What else should I know about comfrey?
- Do not take comfrey orally, it is toxic and can damage the liver. The FDA has recommended removal of all oral comfrey products from the market.
- Systemic absorption from the topical application can also be toxic and likely unsafe. If you use topical comfrey products:
- Follow manufacturer’s directions exactly
- Use only small amounts for no longer than 10 days at a time
- Do not use for more than 4 to 6 total weeks in one calendar year
- Store safely out of reach of children
- Seek medical help or contact Poison Control in case of overdose
- Check with your healthcare provider before using any herbal product.
- Herbal products do not undergo rigorous evaluation by the FDA for safety and efficacy. Products may differ in formulations and strengths, and labels may not always match contents. Exercise caution.

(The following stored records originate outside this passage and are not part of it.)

#[cfg(test)]
mod tests {
    use super::*;
    use std::net::{IpAddr, Ipv4Addr};

    fn test_addr() -> SocketAddr {
        SocketAddr::new(IpAddr::V4(Ipv4Addr::new(127, 0, 0, 1)), 8080)
    }

    async fn test_server() -> Server {
        Server::new("127.0.0.1:0", Duration::from_millis(16))
            .await
            .unwrap()
    }

    fn join_packet(name: &str) -> Packet {
        Packet::Join {
            name: name.to_string(),
            skin: "classic-blue".to_string(),
        }
    }

    #[tokio::test]
    async fn test_join_assigns_player_and_room() {
        let mut server = test_server().await;
        server.handle_packet(join_packet("alice"), test_addr()).await;

        let sessions = server.sessions.read().await;
        let session = sessions.get(&test_addr()).unwrap();
        assert_eq!(session.room_id, 1);
        assert!(server
            .registry
            .get(1)
            .unwrap()
            .snake_alive(session.player_id));
        assert!(server.room_tickers.contains_key(&1));
    }

    #[tokio::test]
    async fn test_join_rejects_blank_name() {
        let mut server = test_server().await;
        server.handle_packet(join_packet("   "), test_addr()).await;

        assert!(server.sessions.read().await.is_empty());
        assert_eq!(server.registry.room_count(), 0);
    }

    #[tokio::test]
    async fn test_invalid_direction_dropped() {
        let mut server = test_server().await;
        server.handle_packet(join_packet("alice"), test_addr()).await;

        server
            .handle_packet(
                Packet::Input {
                    sequence: 1,
                    timestamp: 100,
                    direction: 7.0,
                    boost: false,
                },
                test_addr(),
            )
            .await;
        server
            .handle_packet(
                Packet::Input {
                    sequence: 2,
                    timestamp: 101,
                    direction: f32::NAN,
                    boost: false,
                },
                test_addr(),
            )
            .await;

        // Session stays healthy; the bad inputs simply vanish.
        assert_eq!(server.sessions.read().await.len(), 1);
    }

    #[tokio::test]
    async fn test_leave_destroys_empty_room_and_ticker() {
        let mut server = test_server().await;
        server.handle_packet(join_packet("alice"), test_addr()).await;
        assert_eq!(server.registry.room_count(), 1);

        server.handle_packet(Packet::Leave, test_addr()).await;
        assert_eq!(server.registry.room_count(), 0);
        assert!(server.room_tickers.is_empty());
        assert!(server.sessions.read().await.is_empty());
    }

    #[tokio::test]
    async fn test_rejoin_replaces_session() {
        let mut server = test_server().await;
        server.handle_packet(join_packet("alice"), test_addr()).await;
        let first_id = server
            .sessions
            .read()
            .await
            .get(&test_addr())
            .unwrap()
            .player_id;

        server.handle_packet(join_packet("alice"), test_addr()).await;
        let (second_id, second_room) = {
            let sessions = server.sessions.read().await;
            let session = sessions.get(&test_addr()).unwrap();
            (session.player_id, session.room_id)
        };

        assert_ne!(first_id, second_id);
        assert_eq!(server.sessions.read().await.len(), 1);
        assert_eq!(server.registry.room_count(), 1);
        assert_eq!(server.registry.get(second_room).unwrap().player_count(), 1);
    }

    #[test]
    fn test_channel_communication() {
        let (tx, mut rx) = mpsc::unbounded_channel::<ServerMessage>();

        assert!(tx.send(ServerMessage::RoomTick { room_id: 3 }).is_ok());
        match rx.try_recv().unwrap() {
            ServerMessage::RoomTick { room_id } => assert_eq!(room_id, 3),
            _ => panic!("Unexpected message type"),
        }
    }
}
//! # Arena Server Library
//!
//! Authoritative server for the multiplayer snake arena. The server owns the
//! only real copy of every arena: it advances each room's simulation at a
//! fixed tick rate, applies player inputs, resolves collisions, and streams
//! state snapshots back to clients for reconciliation and interpolation.
//!
//! ## Core Responsibilities
//!
//! ### Authoritative Simulation
//! All movement, growth, collision, and elimination decisions are made here.
//! Clients predict locally but always conform to the snapshots the server
//! broadcasts.
//!
//! ### Room Management
//! Players are placed into rooms by the registry, each room an independent
//! arena with its own snakes, food field, bots, and leaderboard. Rooms are
//! created on demand and destroyed when the last human leaves.
//!
//! ### Session Handling
//! UDP gives the server no connections, so sessions are tracked by socket
//! address: join/leave lifecycle, inactivity timeouts, and per-session input
//! rate limiting all live in the session table.
//!
//! ## Architecture
//!
//! The server runs a single-threaded event loop fed by async tasks:
//! - **Network Receiver**: listens for incoming datagrams
//! - **Network Sender**: drains the outbound queue, including room broadcasts
//! - **Timeout Checker**: sweeps silent sessions once per second
//! - **Room Tickers**: one fixed-rate task per live room driving simulation
//!
//! All state mutation happens on the main loop, so the simulation stays
//! deterministic with respect to message arrival order.
//!
//! ## Module Organization
//!
//! - [`snake`]: snake motion, growth, boost drain, and the per-room directory
//! - [`food`]: food spawning, respawn scheduling, bonus items, trail drops
//! - [`collision`]: the per-tick collision and elimination pass
//! - [`bots`]: AI-driven snakes that fill out low-population rooms
//! - [`leaderboard`]: throttled top-ten ranking
//! - [`room`]: room simulation loop and the registry that owns all rooms
//! - [`session`]: address-keyed session table with rate limiting
//! - [`network`]: UDP transport, packet dispatch, and room tickers
//!
//! ## Usage Example
//!
//! ```rust,no_run
//! use server::network::Server;
//! use std::time::Duration;
//!
//! #[tokio::main]
//! async fn main() -> Result<(), Box<dyn std::error::Error>> {
//!     let mut server = Server::new(
//!         "127.0.0.1:9000",
//!         Duration::from_millis(16), // 60Hz tick
//!     ).await?;
//!
//!     server.run().await?;
//!     Ok(())
//! }
//! ```

pub mod bots;
pub mod collision;
pub mod food;
pub mod leaderboard;
pub mod network;
pub mod room;
pub mod session;
pub mod snake;
pub mod utils;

Comfrey leaves, roots, and rhizomes have been traditionally used for varied medicinal purposes such as local application for skin ulcers, joint and muscle pains, fractures, and osteoarthritis. Common side effects of comfrey include liver damage, liver enlargement, veno-occlusive disease, decrease in urine output, lethargy, abdominal pain, abdominal distension, and loss of appetite (anorexia). Comfrey contains toxic compounds that can cause liver and lung injury. Do not take if pregnant or breastfeeding.